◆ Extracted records
┄┄┄┄┄┄

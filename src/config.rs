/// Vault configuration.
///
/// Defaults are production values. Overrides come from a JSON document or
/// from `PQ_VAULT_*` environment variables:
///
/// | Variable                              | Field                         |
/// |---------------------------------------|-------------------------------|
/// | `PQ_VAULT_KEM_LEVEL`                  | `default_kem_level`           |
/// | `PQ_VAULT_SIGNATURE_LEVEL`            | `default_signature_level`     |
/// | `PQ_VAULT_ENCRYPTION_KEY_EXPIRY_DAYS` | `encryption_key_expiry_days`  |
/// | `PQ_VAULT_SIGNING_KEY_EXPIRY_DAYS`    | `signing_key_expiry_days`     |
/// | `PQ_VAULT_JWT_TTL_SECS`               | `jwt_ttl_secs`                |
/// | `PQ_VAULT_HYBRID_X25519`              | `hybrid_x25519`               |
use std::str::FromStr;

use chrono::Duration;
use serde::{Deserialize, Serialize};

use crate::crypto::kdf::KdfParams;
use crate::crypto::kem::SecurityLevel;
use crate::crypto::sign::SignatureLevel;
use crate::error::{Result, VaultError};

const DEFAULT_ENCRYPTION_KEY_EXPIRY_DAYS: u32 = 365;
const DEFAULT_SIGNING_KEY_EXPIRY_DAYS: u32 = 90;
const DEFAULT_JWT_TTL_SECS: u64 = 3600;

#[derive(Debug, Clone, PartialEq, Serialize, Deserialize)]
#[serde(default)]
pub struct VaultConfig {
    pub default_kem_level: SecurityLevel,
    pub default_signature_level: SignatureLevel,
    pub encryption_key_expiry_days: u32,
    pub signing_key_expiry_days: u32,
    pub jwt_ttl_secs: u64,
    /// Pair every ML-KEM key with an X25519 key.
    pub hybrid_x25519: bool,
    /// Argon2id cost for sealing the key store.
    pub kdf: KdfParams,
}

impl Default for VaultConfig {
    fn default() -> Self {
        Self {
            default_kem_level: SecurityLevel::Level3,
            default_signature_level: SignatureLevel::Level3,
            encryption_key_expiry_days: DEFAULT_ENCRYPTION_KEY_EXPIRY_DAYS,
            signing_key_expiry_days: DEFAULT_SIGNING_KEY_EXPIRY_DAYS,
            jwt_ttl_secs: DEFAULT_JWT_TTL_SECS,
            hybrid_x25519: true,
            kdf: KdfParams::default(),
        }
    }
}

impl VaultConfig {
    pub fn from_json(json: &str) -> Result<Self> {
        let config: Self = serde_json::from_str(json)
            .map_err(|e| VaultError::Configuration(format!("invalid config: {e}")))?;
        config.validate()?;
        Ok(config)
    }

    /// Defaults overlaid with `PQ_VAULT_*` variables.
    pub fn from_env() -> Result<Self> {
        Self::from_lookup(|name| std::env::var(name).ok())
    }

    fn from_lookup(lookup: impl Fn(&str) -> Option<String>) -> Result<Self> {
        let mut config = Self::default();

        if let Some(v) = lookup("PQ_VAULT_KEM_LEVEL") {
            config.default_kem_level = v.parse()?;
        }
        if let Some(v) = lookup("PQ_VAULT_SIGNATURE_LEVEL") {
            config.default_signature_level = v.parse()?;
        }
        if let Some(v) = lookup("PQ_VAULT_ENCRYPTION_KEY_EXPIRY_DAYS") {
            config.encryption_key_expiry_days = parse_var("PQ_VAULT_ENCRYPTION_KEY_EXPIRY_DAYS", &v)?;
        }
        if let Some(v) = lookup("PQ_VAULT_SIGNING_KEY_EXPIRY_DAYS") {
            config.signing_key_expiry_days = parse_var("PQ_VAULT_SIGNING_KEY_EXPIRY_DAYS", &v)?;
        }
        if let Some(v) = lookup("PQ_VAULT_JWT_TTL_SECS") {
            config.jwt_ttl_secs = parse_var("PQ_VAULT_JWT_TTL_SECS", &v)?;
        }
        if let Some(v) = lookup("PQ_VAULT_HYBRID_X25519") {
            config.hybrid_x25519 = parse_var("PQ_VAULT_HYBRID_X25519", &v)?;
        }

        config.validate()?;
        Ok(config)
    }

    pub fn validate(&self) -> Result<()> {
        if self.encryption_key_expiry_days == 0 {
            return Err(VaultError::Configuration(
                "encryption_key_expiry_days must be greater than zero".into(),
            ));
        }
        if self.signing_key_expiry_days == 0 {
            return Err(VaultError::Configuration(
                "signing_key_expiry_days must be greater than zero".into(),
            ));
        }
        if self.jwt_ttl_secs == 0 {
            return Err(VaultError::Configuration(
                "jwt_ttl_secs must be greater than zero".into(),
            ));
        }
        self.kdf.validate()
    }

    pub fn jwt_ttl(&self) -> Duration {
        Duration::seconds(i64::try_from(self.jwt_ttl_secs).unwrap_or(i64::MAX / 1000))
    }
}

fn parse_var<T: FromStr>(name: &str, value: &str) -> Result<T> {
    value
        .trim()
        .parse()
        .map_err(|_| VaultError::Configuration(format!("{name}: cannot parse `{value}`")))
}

┄┄┄┄┄┄

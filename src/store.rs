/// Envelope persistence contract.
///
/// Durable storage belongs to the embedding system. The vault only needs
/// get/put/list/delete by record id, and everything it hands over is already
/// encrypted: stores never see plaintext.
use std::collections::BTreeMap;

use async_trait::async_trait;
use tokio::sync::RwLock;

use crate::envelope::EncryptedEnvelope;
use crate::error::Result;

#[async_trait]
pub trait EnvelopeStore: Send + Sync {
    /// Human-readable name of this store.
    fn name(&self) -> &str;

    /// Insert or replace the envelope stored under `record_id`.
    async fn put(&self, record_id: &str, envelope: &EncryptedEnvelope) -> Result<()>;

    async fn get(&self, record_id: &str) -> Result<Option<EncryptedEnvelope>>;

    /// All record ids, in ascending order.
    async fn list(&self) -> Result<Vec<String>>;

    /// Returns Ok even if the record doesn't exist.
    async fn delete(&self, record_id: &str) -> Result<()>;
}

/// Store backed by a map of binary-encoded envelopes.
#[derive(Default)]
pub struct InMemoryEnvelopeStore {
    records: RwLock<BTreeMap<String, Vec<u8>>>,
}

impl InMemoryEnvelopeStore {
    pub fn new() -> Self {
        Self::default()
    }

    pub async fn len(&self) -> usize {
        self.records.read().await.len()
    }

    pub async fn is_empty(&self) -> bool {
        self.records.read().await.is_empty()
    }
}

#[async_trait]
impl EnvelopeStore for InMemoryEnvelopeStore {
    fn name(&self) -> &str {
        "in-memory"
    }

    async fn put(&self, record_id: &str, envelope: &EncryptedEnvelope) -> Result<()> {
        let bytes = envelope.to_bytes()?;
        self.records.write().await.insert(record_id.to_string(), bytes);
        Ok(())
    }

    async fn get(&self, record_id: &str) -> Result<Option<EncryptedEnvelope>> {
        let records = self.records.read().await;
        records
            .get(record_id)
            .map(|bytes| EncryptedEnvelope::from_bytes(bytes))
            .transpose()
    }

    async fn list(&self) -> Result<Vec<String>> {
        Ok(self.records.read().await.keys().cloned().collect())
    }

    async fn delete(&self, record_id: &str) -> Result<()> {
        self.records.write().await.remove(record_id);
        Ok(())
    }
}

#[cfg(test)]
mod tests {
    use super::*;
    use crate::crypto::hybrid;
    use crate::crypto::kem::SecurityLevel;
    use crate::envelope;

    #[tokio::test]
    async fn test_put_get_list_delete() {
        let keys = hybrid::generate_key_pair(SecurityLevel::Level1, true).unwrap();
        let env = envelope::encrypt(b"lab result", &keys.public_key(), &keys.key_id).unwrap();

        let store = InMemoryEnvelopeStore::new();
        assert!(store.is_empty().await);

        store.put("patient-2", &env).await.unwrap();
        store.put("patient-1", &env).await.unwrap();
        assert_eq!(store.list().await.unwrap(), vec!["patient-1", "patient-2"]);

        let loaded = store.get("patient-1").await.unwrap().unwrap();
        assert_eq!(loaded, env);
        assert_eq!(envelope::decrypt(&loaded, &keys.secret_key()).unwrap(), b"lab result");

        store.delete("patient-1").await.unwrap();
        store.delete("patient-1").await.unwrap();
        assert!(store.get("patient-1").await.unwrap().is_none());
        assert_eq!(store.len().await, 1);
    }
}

┄┄┄┄┄┄

◆ Task goal
Return each line of the data where the word "must" appears.

◆ Exercise answer
                "encryption_key_expiry_days must be greater than zero".into(),
                "signing_key_expiry_days must be greater than zero".into(),
                "jwt_ttl_secs must be greater than zero".into(),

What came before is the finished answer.